Image: Gilles San Martin |
No. You need legs. Long, long legs. Legs on stilts.
Image: Sarah Gregg |
It's not quite so obvious why another name for them is Camel Cricket. Although, yet another name is Camel-backed Cricket and yet another one is Humpbacked Cricket. So I guess that's it. They're hump-backed, like a camel hump. Although, to me they look less hump-backed and more like just a hump. Like a camel's hump grew legs and ran away. Maybe that's where llamas come from.

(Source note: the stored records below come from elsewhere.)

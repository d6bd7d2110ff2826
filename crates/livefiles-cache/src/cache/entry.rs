//! Cache entry and content metadata

use super::etag::generate_etag;
use bytes::Bytes;
use flate2::read::GzDecoder;
use http::header::{
	CONTENT_ENCODING, CONTENT_LENGTH, CONTENT_TYPE, ETAG, HeaderMap, HeaderValue, VARY,
};
use std::io::{self, Read};
use std::path::{Path, PathBuf};
use std::time::SystemTime;

/// Encoding of every cached body
pub const CONTENT_ENCODING_GZIP: &str = "gzip";

/// Metadata describing a cached file
#[derive(Debug, Clone, PartialEq, Eq)]
pub struct ContentMetadata {
	/// MIME type guessed from the file extension
	pub mime_type: String,

	/// Size of the transformed content before compression
	pub original_size: u64,

	/// Size of the compressed body
	pub compressed_size: u64,

	/// File modification time at build time
	pub modified: SystemTime,

	/// ETag for conditional requests
	pub etag: String,
}

impl ContentMetadata {
	/// Creates metadata for content read from `path`
	///
	/// # Example
	///
	/// ```rust
	/// use livefiles_cache::cache::ContentMetadata;
	/// use std::path::Path;
	/// use std::time::SystemTime;
	///
	/// let meta = ContentMetadata::new(Path::new("site.css"), 120, 40, SystemTime::now());
	/// assert_eq!(meta.mime_type, "text/css");
	/// ```
	pub fn new(path: &Path, original_size: u64, compressed_size: u64, modified: SystemTime) -> Self {
		let mime_type = mime_guess::from_path(path)
			.first_or_octet_stream()
			.to_string();

		Self {
			mime_type,
			original_size,
			compressed_size,
			modified,
			etag: generate_etag(modified, original_size),
		}
	}
}

/// Immutable, precompressed representation of one file
///
/// Created by [`ResponseBuilder`](crate::ResponseBuilder) and never mutated;
/// a modification replaces the whole entry in the store.
#[derive(Debug, Clone)]
pub struct CacheEntry {
	route: String,
	source: PathBuf,
	body: Bytes,
	metadata: ContentMetadata,
}

impl CacheEntry {
	/// Assembles an entry from an already compressed body
	pub fn new(route: String, source: PathBuf, body: Bytes, metadata: ContentMetadata) -> Self {
		Self {
			route,
			source,
			body,
			metadata,
		}
	}

	/// Route the entry is stored under
	pub fn route(&self) -> &str {
		&self.route
	}

	/// File the entry was built from
	pub fn source(&self) -> &Path {
		&self.source
	}

	/// gzip-compressed body
	pub fn body(&self) -> &Bytes {
		&self.body
	}

	/// Content metadata
	pub fn metadata(&self) -> &ContentMetadata {
		&self.metadata
	}

	/// Content encoding of [`body`](Self::body)
	pub fn content_encoding(&self) -> &'static str {
		CONTENT_ENCODING_GZIP
	}

	/// Inflates the body back to the transformed file content
	pub fn decompress(&self) -> io::Result<Vec<u8>> {
		let mut decoder = GzDecoder::new(self.body.as_ref());
		let mut content = Vec::with_capacity(self.metadata.original_size as usize);
		decoder.read_to_end(&mut content)?;
		Ok(content)
	}

	/// Response headers describing the entry
	///
	/// Values that cannot be represented as header values are skipped.
	pub fn headers(&self) -> HeaderMap {
		let mut headers = HeaderMap::new();
		if let Ok(value) = HeaderValue::from_str(&self.metadata.mime_type) {
			headers.insert(CONTENT_TYPE, value);
		}
		headers.insert(
			CONTENT_ENCODING,
			HeaderValue::from_static(CONTENT_ENCODING_GZIP),
		);
		headers.insert(CONTENT_LENGTH, HeaderValue::from(self.body.len() as u64));
		if let Ok(value) = HeaderValue::from_str(&format!("\"{}\"", self.metadata.etag)) {
			headers.insert(ETAG, value);
		}
		headers.insert(VARY, HeaderValue::from_static("Accept-Encoding"));
		headers
	}
}
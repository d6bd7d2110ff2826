//! # livefiles
//!
//! Live-updating, precompressed static file cache.
//!
//! A root directory is crawled once, every file is transformed and gzipped
//! into a ready-to-send entry, and a background reconciliation loop keeps
//! the cache consistent with filesystem changes while request handlers read
//! from it concurrently.
//!
//! This crate re-exports [`livefiles_cache`] and adds a [`prelude`].
//!
//! ## Quick Start
//!
//! ```rust,no_run
//! use livefiles::prelude::*;
//!
//! let files = LocalFiles::new(LiveFilesConfig::new("public"))?;
//! files.start()?;
//!
//! match files.get_file("/") {
//!     Lookup::Found(entry) => println!("{} gzip bytes", entry.body().len()),
//!     Lookup::Redirect(redirect) => println!("{} {}", redirect.status(), redirect.location),
//!     Lookup::NotFound => println!("404"),
//! }
//!
//! files.shutdown();
//! # Ok::<(), livefiles::LiveFilesError>(())
//! ```

#![warn(missing_docs)]

pub use livefiles_cache::*;

/// Commonly used types
pub mod prelude {
	pub use crate::{
		CacheEntry, CacheStatistics, CacheStore, ContentTransform, LiveFilesConfig, LiveFilesError,
		LocalFiles, LoopState, Lookup, OverflowPolicy, Redirect, Result, WatchBackend,
	};
}
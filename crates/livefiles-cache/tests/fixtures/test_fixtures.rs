//! Shared fixtures for livefiles-cache integration tests
//!
//! Provides an on-disk sample site, a polling wait helper, a scripted
//! notification service driven from the test, and a log capture layer.

#![allow(dead_code)]

use async_trait::async_trait;
use livefiles_cache::{
	LiveFilesConfig, LiveFilesError, LocalFiles, Result, WatchBatch, WatchEvent, WatchEventKind,
	WatchHandle, WatchService,
};
use parking_lot::Mutex;
use std::collections::{HashMap, HashSet};
use std::fmt;
use std::fs::{self, File};
use std::io::Write;
use std::path::{Path, PathBuf};
use std::sync::Arc;
use std::time::{Duration, Instant};
use tokio::sync::mpsc;
use tracing::field::{Field, Visit};
use tracing::{Level, Subscriber};
use tracing_subscriber::layer::{Context, Layer};

pub const INDEX_HTML: &str = "<!doctype html><h1>Home</h1>";
pub const STYLE_CSS: &str = "body { color: red; }";
pub const APP_JS: &str = "console.log('app');";

/// Sample site on disk; removed when dropped
pub struct Site {
	temp_dir: tempfile::TempDir,
	root: PathBuf,
}

impl Site {
	/// Canonical root of the site
	pub fn path(&self) -> &Path {
		&self.root
	}

	/// Absolute path of a relative entry
	pub fn join(&self, relative: &str) -> PathBuf {
		self.root.join(relative)
	}

	/// Writes a file, creating parent directories
	pub fn write(&self, relative: &str, content: &str) -> PathBuf {
		let path = self.join(relative);
		if let Some(parent) = path.parent() {
			fs::create_dir_all(parent).unwrap();
		}
		fs::write(&path, content).unwrap();
		path
	}
}

/// Creates `index.html`, `css/style.css` and `js/app.js`
pub fn static_site() -> Site {
	let temp_dir = tempfile::TempDir::new().unwrap();
	let root = temp_dir.path().canonicalize().unwrap();

	let mut index = File::create(root.join("index.html")).unwrap();
	write!(index, "{}", INDEX_HTML).unwrap();

	fs::create_dir(root.join("css")).unwrap();
	fs::write(root.join("css").join("style.css"), STYLE_CSS).unwrap();

	fs::create_dir(root.join("js")).unwrap();
	fs::write(root.join("js").join("app.js"), APP_JS).unwrap();

	Site { temp_dir, root }
}

/// Creates a site whose only file is large and compressible
pub fn large_site(size: usize) -> Site {
	let site = static_site();
	site.write("large.txt", &"x".repeat(size));
	site
}

/// Configuration for `site` with a short bounded wait
pub fn site_config(site: &Site) -> LiveFilesConfig {
	LiveFilesConfig::new(site.path()).with_poll_timeout(Duration::from_millis(100))
}

/// Polls `condition` until it holds or `timeout` elapses
pub fn wait_until(timeout: Duration, mut condition: impl FnMut() -> bool) -> bool {
	let deadline = Instant::now() + timeout;
	loop {
		if condition() {
			return true;
		}
		if Instant::now() >= deadline {
			return false;
		}
		std::thread::sleep(Duration::from_millis(20));
	}
}

/// Decompressed body served for `route`, if any
pub fn served(files: &LocalFiles, route: &str) -> Option<Vec<u8>> {
	files
		.get_file(route)
		.entry()
		.map(|entry| entry.decompress().unwrap())
}

#[derive(Default)]
struct ScriptedState {
	next: u64,
	subscriptions: HashMap<PathBuf, WatchHandle>,
	invalid: HashSet<WatchHandle>,
	refused: HashSet<PathBuf>,
	cancelled: Vec<WatchHandle>,
}

/// Notification service whose batches are pushed by a [`ScriptedController`]
pub struct ScriptedWatchService {
	state: Arc<Mutex<ScriptedState>>,
	receiver: mpsc::UnboundedReceiver<WatchBatch>,
}

/// Test-side handle of a [`ScriptedWatchService`]
#[derive(Clone)]
pub struct ScriptedController {
	state: Arc<Mutex<ScriptedState>>,
	sender: mpsc::UnboundedSender<WatchBatch>,
}

/// Creates a connected service/controller pair
pub fn scripted() -> (ScriptedWatchService, ScriptedController) {
	let (sender, receiver) = mpsc::unbounded_channel();
	let state = Arc::new(Mutex::new(ScriptedState::default()));
	(
		ScriptedWatchService {
			state: Arc::clone(&state),
			receiver,
		},
		ScriptedController { state, sender },
	)
}

#[async_trait]
impl WatchService for ScriptedWatchService {
	fn subscribe(&mut self, directory: &Path) -> Result<WatchHandle> {
		let mut state = self.state.lock();
		if state.refused.contains(directory) {
			return Err(LiveFilesError::io(
				directory,
				std::io::Error::from(std::io::ErrorKind::PermissionDenied),
			));
		}
		if let Some(&handle) = state.subscriptions.get(directory) {
			return Ok(handle);
		}
		state.next += 1;
		let handle = WatchHandle::new(state.next);
		state.subscriptions.insert(directory.to_path_buf(), handle);
		Ok(handle)
	}

	async fn next_batch(&mut self, timeout: Duration) -> Result<Option<WatchBatch>> {
		match tokio::time::timeout(timeout, self.receiver.recv()).await {
			Err(_) => Ok(None),
			Ok(None) => Err(LiveFilesError::WatcherClosed),
			Ok(Some(batch)) => Ok(Some(batch)),
		}
	}

	fn is_valid(&self, handle: WatchHandle) -> bool {
		let state = self.state.lock();
		!state.invalid.contains(&handle) && !state.cancelled.contains(&handle)
	}

	fn cancel(&mut self, handle: WatchHandle) {
		let mut state = self.state.lock();
		state.cancelled.push(handle);
		state.subscriptions.retain(|_, known| *known != handle);
	}
}

impl ScriptedController {
	/// Makes future subscriptions of `directory` fail
	pub fn refuse(&self, directory: &Path) {
		self.state.lock().refused.insert(directory.to_path_buf());
	}

	/// Handle currently subscribed for `directory`
	pub fn handle(&self, directory: &Path) -> Option<WatchHandle> {
		self.state.lock().subscriptions.get(directory).copied()
	}

	/// Returns `true` if `directory` is subscribed
	pub fn is_subscribed(&self, directory: &Path) -> bool {
		self.handle(directory).is_some()
	}

	/// Handles passed to `cancel`
	pub fn cancelled(&self) -> Vec<WatchHandle> {
		self.state.lock().cancelled.clone()
	}

	/// Sends one event for the subscription of `directory`
	pub fn emit(&self, directory: &Path, kind: WatchEventKind, name: &str) {
		let handle = self
			.handle(directory)
			.unwrap_or_else(|| panic!("{} is not subscribed", directory.display()));
		self.send(handle, vec![WatchEvent::new(kind, name)]);
	}

	/// Sends a raw batch
	pub fn send(&self, handle: WatchHandle, events: Vec<WatchEvent>) {
		self.sender.send(WatchBatch { handle, events }).unwrap();
	}

	/// Marks the subscription of `directory` invalid and wakes the loop
	pub fn invalidate(&self, directory: &Path) {
		let handle = self.handle(directory).unwrap();
		self.state.lock().invalid.insert(handle);
		self.send(handle, Vec::new());
	}
}

impl fmt::Debug for ScriptedController {
	fn fmt(&self, f: &mut fmt::Formatter<'_>) -> fmt::Result {
		f.debug_struct("ScriptedController").finish_non_exhaustive()
	}
}

/// Builds `LocalFiles` for `config` backed by a scripted service
pub fn scripted_files(config: LiveFilesConfig) -> (LocalFiles, ScriptedController) {
	let (service, controller) = scripted();
	let files = LocalFiles::builder(config)
		.watch_service(Box::new(service))
		.build()
		.unwrap();
	(files, controller)
}

/// Log records captured by [`CapturedLogs`]
#[derive(Clone, Default)]
pub struct CapturedLogs {
	records: Arc<Mutex<Vec<(Level, String)>>>,
}

impl CapturedLogs {
	/// Returns `true` if a record at `level` contains `needle`
	pub fn contains(&self, level: Level, needle: &str) -> bool {
		self.records
			.lock()
			.iter()
			.any(|(recorded, message)| *recorded == level && message.contains(needle))
	}
}

struct MessageVisitor(String);

impl Visit for MessageVisitor {
	fn record_debug(&mut self, field: &Field, value: &dyn fmt::Debug) {
		if field.name() == "message" {
			self.0 = format!("{:?}", value);
		}
	}
}

impl<S: Subscriber> Layer<S> for CapturedLogs {
	fn on_event(&self, event: &tracing::Event<'_>, _ctx: Context<'_, S>) {
		let mut visitor = MessageVisitor(String::new());
		event.record(&mut visitor);
		self.records
			.lock()
			.push((*event.metadata().level(), visitor.0));
	}
}
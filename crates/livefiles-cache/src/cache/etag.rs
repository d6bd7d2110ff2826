//! ETag generation

use std::time::{SystemTime, UNIX_EPOCH};

/// Generates an ETag from modification time and size
///
/// Format: `{mtime_millis_hex}-{size_hex}`. Times before the Unix epoch
/// collapse to `0`.
///
/// # Example
///
/// ```rust
/// use livefiles_cache::cache::generate_etag;
/// use std::time::{Duration, UNIX_EPOCH};
///
/// let etag = generate_etag(UNIX_EPOCH + Duration::from_millis(255), 16);
/// assert_eq!(etag, "ff-10");
/// ```
pub fn generate_etag(modified: SystemTime, size: u64) -> String {
	let millis = modified
		.duration_since(UNIX_EPOCH)
		.map(|d| d.as_millis())
		.unwrap_or(0);
	format!("{:x}-{:x}", millis, size)
}
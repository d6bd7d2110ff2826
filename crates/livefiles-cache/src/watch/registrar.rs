//! Directory subscriptions and the handle → directory map

use super::service::{WatchBatch, WatchHandle, WatchService};
use crate::cache::CacheStore;
use crate::error::Result;
use crate::route::route_for;
use std::collections::HashMap;
use std::path::{Path, PathBuf};
use std::sync::Arc;
use std::time::Duration;

/// Subscribes directories and resolves notification handles back to them
///
/// Owned by the reconciliation loop. Registered directories are mirrored into
/// the store's directory set so lookups can answer with redirects.
pub struct WatchRegistrar {
	service: Box<dyn WatchService>,
	directories: HashMap<WatchHandle, PathBuf>,
	handles: HashMap<PathBuf, WatchHandle>,
	store: Arc<CacheStore>,
	root: PathBuf,
}

impl WatchRegistrar {
	/// Creates a registrar for directories below `root`
	pub fn new(service: Box<dyn WatchService>, store: Arc<CacheStore>, root: impl Into<PathBuf>) -> Self {
		Self {
			service,
			directories: HashMap::new(),
			handles: HashMap::new(),
			store,
			root: root.into(),
		}
	}

	/// Subscribes `directory` and records it as known
	///
	/// # Errors
	///
	/// Returns an error if the directory lies outside the root or the
	/// facility refuses the subscription. Nothing is recorded in that case.
	pub fn register(&mut self, directory: &Path) -> Result<WatchHandle> {
		let route = route_for(&self.root, directory)?;
		let handle = self.service.subscribe(directory)?;

		if let Some(previous) = self.handles.insert(directory.to_path_buf(), handle)
			&& previous != handle
		{
			self.directories.remove(&previous);
		}
		self.directories.insert(handle, directory.to_path_buf());
		self.store.insert_directory(route.clone());
		tracing::info!(route = %route, %handle, "watching directory");
		Ok(handle)
	}

	/// Directory watched by `handle`
	pub fn resolve(&self, handle: WatchHandle) -> Option<&Path> {
		self.directories.get(&handle).map(PathBuf::as_path)
	}

	/// Returns `true` if `directory` has a live subscription
	pub fn is_registered(&self, directory: &Path) -> bool {
		self.handles.contains_key(directory)
	}

	/// Handle of the subscription watching `directory`
	pub fn handle_of(&self, directory: &Path) -> Option<WatchHandle> {
		self.handles.get(directory).copied()
	}

	/// Handles of `directory` and every registered directory below it
	pub fn registered_under(&self, directory: &Path) -> Vec<(WatchHandle, PathBuf)> {
		self.directories
			.iter()
			.filter(|(_, known)| known.starts_with(directory))
			.map(|(&handle, known)| (handle, known.clone()))
			.collect()
	}

	/// Invalidates `directory` and every registered directory below it;
	/// returns how many subscriptions were dropped
	pub fn invalidate_tree(&mut self, directory: &Path) -> usize {
		let handles = self.registered_under(directory);
		let count = handles.len();
		for (handle, _) in handles {
			self.invalidate(handle);
		}
		count
	}

	/// Drops a subscription that is no longer valid
	///
	/// Removes the handle mapping, the directory from the store's directory
	/// set and every cached file below it. Returns the directory, if known.
	pub fn invalidate(&mut self, handle: WatchHandle) -> Option<PathBuf> {
		self.service.cancel(handle);
		let directory = self.directories.remove(&handle)?;
		self.handles.remove(&directory);

		match route_for(&self.root, &directory) {
			Ok(route) => {
				self.store.remove_directory(&route);
				let purged = self.store.remove_under(&route);
				tracing::info!(route = %route, %handle, purged, "subscription invalidated");
			}
			Err(err) => {
				tracing::warn!(path = %directory.display(), error = %err, "invalidated directory outside root");
			}
		}
		Some(directory)
	}

	/// Waits up to `timeout` for the next batch of notifications
	///
	/// # Errors
	///
	/// Propagates facility failures.
	pub async fn next_batch(&mut self, timeout: Duration) -> Result<Option<WatchBatch>> {
		self.service.next_batch(timeout).await
	}

	/// Returns `false` once the subscription behind `handle` is gone
	pub fn is_valid(&self, handle: WatchHandle) -> bool {
		self.service.is_valid(handle)
	}

	/// Number of live subscriptions
	pub fn len(&self) -> usize {
		self.directories.len()
	}

	/// Returns `true` if nothing is registered
	pub fn is_empty(&self) -> bool {
		self.directories.is_empty()
	}

	/// Served root
	pub fn root(&self) -> &Path {
		&self.root
	}
}

impl std::fmt::Debug for WatchRegistrar {
	fn fmt(&self, f: &mut std::fmt::Formatter<'_>) -> std::fmt::Result {
		f.debug_struct("WatchRegistrar")
			.field("root", &self.root)
			.field("directories", &self.directories)
			.finish_non_exhaustive()
	}
}
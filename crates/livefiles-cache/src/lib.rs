//! # livefiles-cache
//!
//! Live-updating, precompressed static file cache.
//!
//! At construction the served root is crawled once and every file is read,
//! passed through a content transform and gzipped into an immutable
//! [`CacheEntry`]. A background reconciliation loop then consumes filesystem
//! notifications and keeps the cache consistent with the disk while any
//! number of threads serve lookups.
//!
//! ## Features
//!
//! - **Precompression**: entries hold the gzip body plus content metadata
//!   (MIME type, sizes, ETag) and render their own response headers
//! - **Concurrent lookups**: sharded store with atomic per-route publish
//! - **Redirects**: a directory route without its trailing `/` yields a 301
//! - **Live updates**: create, modify, delete and rename are applied within
//!   one bounded wait; new directories are watched without restart
//! - **Pluggable notifications**: native `notify` backends, polling, or any
//!   [`WatchService`](watch::WatchService) implementation
//!
//! ## Quick Start
//!
//! ```rust,no_run
//! use livefiles_cache::{LiveFilesConfig, LocalFiles, Lookup};
//! use std::time::Duration;
//!
//! let config = LiveFilesConfig::new("public")
//!     .with_index_file("index.html")
//!     .with_poll_timeout(Duration::from_secs(1));
//!
//! let files = LocalFiles::new(config)?;
//! files.start()?;
//!
//! if let Lookup::Found(entry) = files.get_file("/") {
//!     let headers = entry.headers();
//!     let body = entry.body().clone();
//!     // hand headers and body to the HTTP layer
//! }
//!
//! files.shutdown();
//! # Ok::<(), livefiles_cache::LiveFilesError>(())
//! ```
//!
//! ## Module Structure
//!
//! - [`config`] - Configuration
//! - [`cache`] - Entries, the concurrent store and statistics
//! - [`compression`] - Crawling, content transform and entry building
//! - [`watch`] - Notification facility and directory registrar
//! - [`reconcile`] - The background reconciliation loop
//! - [`local_files`] - Lifecycle and serving surface
//! - [`route`] - Route path helpers
//! - [`error`] - Error types

#![warn(missing_docs)]
#![warn(rustdoc::broken_intra_doc_links)]

pub mod cache;
pub mod compression;
pub mod config;
pub mod error;
pub mod local_files;
pub mod reconcile;
pub mod route;
pub mod watch;

pub use cache::{CacheEntry, CacheStatistics, CacheStore, ContentMetadata, Lookup, Redirect};
pub use compression::{ContentTransform, CrawlResult, Identity, ResponseBuilder, TreeCrawler};
pub use config::{LiveFilesConfig, OverflowPolicy, WatchBackend};
pub use error::{LiveFilesError, Result};
pub use local_files::{LocalFiles, LocalFilesBuilder};
pub use reconcile::{LoopState, ReconcileLoop};
pub use watch::{NotifyWatchService, WatchBatch, WatchEvent, WatchEventKind, WatchHandle, WatchRegistrar, WatchService};
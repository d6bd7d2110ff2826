//! Tree crawler run once at startup and on directory rescans

use crate::config::LiveFilesConfig;
use crate::error::{LiveFilesError, Result};
use std::collections::HashSet;
use std::fs;
use std::path::{Path, PathBuf};
use walkdir::WalkDir;

/// Regular files and directories found below a root
#[derive(Debug, Clone, Default, PartialEq, Eq)]
pub struct CrawlResult {
	/// Regular files, recursively
	pub files: Vec<PathBuf>,
	/// Directories, recursively, including the crawled root
	pub directories: Vec<PathBuf>,
}

/// Recursive directory walker
#[derive(Debug, Clone)]
pub struct TreeCrawler {
	/// Follow symbolic links (loops are detected and skipped)
	follow_symlinks: bool,
	/// Depth guard below the crawled root
	max_depth: usize,
}

impl TreeCrawler {
	/// Creates a crawler
	///
	/// # Example
	///
	/// ```rust
	/// use livefiles_cache::TreeCrawler;
	///
	/// let crawler = TreeCrawler::new(false, 32);
	/// ```
	pub fn new(follow_symlinks: bool, max_depth: usize) -> Self {
		Self {
			follow_symlinks,
			max_depth,
		}
	}

	/// Creates a crawler from configuration
	pub fn from_config(config: &LiveFilesConfig) -> Self {
		Self::new(config.follow_symlinks, config.max_depth)
	}

	/// Returns `true` if symbolic links are followed
	pub fn follows_symlinks(&self) -> bool {
		self.follow_symlinks
	}

	/// Crawls `root`
	///
	/// An unreadable subdirectory is logged and left out together with its
	/// subtree; only an unreadable `root` is an error.
	///
	/// # Errors
	///
	/// Returns [`LiveFilesError::RootUnavailable`] if `root` cannot be listed.
	pub fn crawl(&self, root: &Path) -> Result<CrawlResult> {
		self.walk(root, self.max_depth)
	}

	/// Crawls `directory`, a descendant of `root`, counting the depth guard
	/// from `root`
	///
	/// A directory already past the guard yields an empty result.
	///
	/// # Errors
	///
	/// Returns [`LiveFilesError::OutsideRoot`] if `directory` is not below
	/// `root`, and [`LiveFilesError::RootUnavailable`] if it cannot be listed.
	pub fn crawl_below(&self, root: &Path, directory: &Path) -> Result<CrawlResult> {
		let depth = directory
			.strip_prefix(root)
			.map_err(|_| LiveFilesError::OutsideRoot(directory.to_path_buf()))?
			.components()
			.count();

		match self.max_depth.checked_sub(depth) {
			Some(remaining) => self.walk(directory, remaining),
			None => {
				tracing::debug!(path = %directory.display(), depth, "directory beyond depth guard");
				Ok(CrawlResult::default())
			}
		}
	}

	fn walk(&self, root: &Path, max_depth: usize) -> Result<CrawlResult> {
		fs::read_dir(root).map_err(|source| LiveFilesError::RootUnavailable {
			path: root.to_path_buf(),
			source,
		})?;

		let mut result = CrawlResult::default();
		let mut unreadable: HashSet<PathBuf> = HashSet::new();

		let walker = WalkDir::new(root)
			.follow_links(self.follow_symlinks)
			.max_depth(max_depth);

		for entry in walker {
			let entry = match entry {
				Ok(entry) => entry,
				Err(err) => {
					if let Some(path) = err.path() {
						tracing::warn!(path = %path.display(), error = %err, "skipping unreadable subtree");
						unreadable.insert(path.to_path_buf());
					} else {
						tracing::warn!(error = %err, "skipping unreadable entry");
					}
					continue;
				}
			};

			let file_type = entry.file_type();
			if file_type.is_dir() {
				result.directories.push(entry.into_path());
			} else if file_type.is_file() {
				result.files.push(entry.into_path());
			}
		}

		if !unreadable.is_empty() {
			result.directories.retain(|dir| !unreadable.contains(dir));
		}

		tracing::debug!(
			root = %root.display(),
			files = result.files.len(),
			directories = result.directories.len(),
			"crawl finished"
		);
		Ok(result)
	}
}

Image: Al and Marie You have nothing to fear but fear itself. Honest. |
They don't always jump away, either. Whether due to confusion, poor eyesight or a deep understanding of how the world sees them, Cave Crickets often make full use of their creepy, creepy crawliness and jump right at predators and any lumbering beasts who may blunder into them.
Video: gvr63
If its effect on humans is anything to go by, it seems to be an extremely effective strategy. Even the most ardent of insect lovers can be reduced to a trembling wreck after the startling leap of a big Cave Cricket. Some of these things can reach 5 cm (2 in) long, after all! And that doesn't include legs that can be twice as long as the rest of their body.
Cave Crickets are so big that in New Zealand they've become what we might call 'honorary Wetas'. They're not closely related to any of the other great, big crickets known as Wetas, but they're great, big crickets in their own right so they get called Cave Wetas.
Image: Jon Sullivan Cave Weta |
Many Cave Crickets live up to their name quite well. They like caves! There's even a genus called Troglophilus, which means 'cave lover'. Gotta love those caves! Especially if you're going to live in them. You can save a lot of money on holidays if you just love the cave you're living in.
Image: Bernard DUPONT |
Instead, Cave Crickets tend to have more of a 'cave's mouth look'. They escape the dangers of the daytime by delving into the cool, damp, darkness of their caves. Once night falls, they emerge to forage for food. They'll eat almost anything, from rot and fungus to the bodies of the dead, so they may find all they need at the entrance of the cave. If not, they'll happily walk out into the surrounding forest to feed.
In smaller caves, these adventurous crickets can end up being THE major bread-winner for the entire cave community. They go out, gather food (in their stomachs by eating it), bring it back home and deposit it in the form of droppings and dead bodies. Or themselves, if any cave spiders can catch them. Darn spiders. Is my faeces not good enough for you?
So Cave Crickets are very much at home in darkness but they still have some use for those eyeballs. Eye facets. But they also have use for long, feely legs and long, feely antennae, so they have those, too.
Image: David Illig Greenhouse Stone Cricket (Diestrammena asynamora) |
Do you have a basement? Is it damp and dark? Be honest! Is it full of mould and dead bodies? Come on, now. Tell the truth, Godammit! WHERE DID YOU HIDE THE BODIES?
Sorry, I got carried away there. But a damp, dark basement is good living for a Cave Cricket. They don't even have to stay there all the time. If there's a little hole somewhere that leads outside they can pop out every night to feed and come back before morning.
Video: lukesfarm
On the other hand, they may not even need to leave the basement to eat. After munching through the mould on the walls (you really should clean that place up) they may well turn their attention to any fabric, carpet or paper they can find.
But not all Cave Crickets are really CAVE Crickets...
Image: Patrick Alexander White Sand Treader (Ammobaenetes arenicolus) hanging out in White Sands, New Mexico |
They have much shorter, thicker legs than their spindly, cave-dwelling kin...
Image: Howard Ensign Evans, Colorado State University, Bugwood.org Giant Sand Treader (Daihinibaenetes giganteus) |
Why, you ask? Because it helps them dig through the sand! And why would they do that? Because its so much darker and damper beneath the surface than on it.
Image: Noah Charney |
At last, the true Camel Crickets!
4 comments:
I live in a basement, but I don't worry about crickets. I have spiders, yay! But so far I have been unable to train them to clean up the mold. Working on it.
Uh oh, sounds like your basement has a top heavy food chain!
Yay, cave weta! Even though they are weta pretenders, they are still pretty great, in my opinion.
Yup, great and big. Great, big crickets!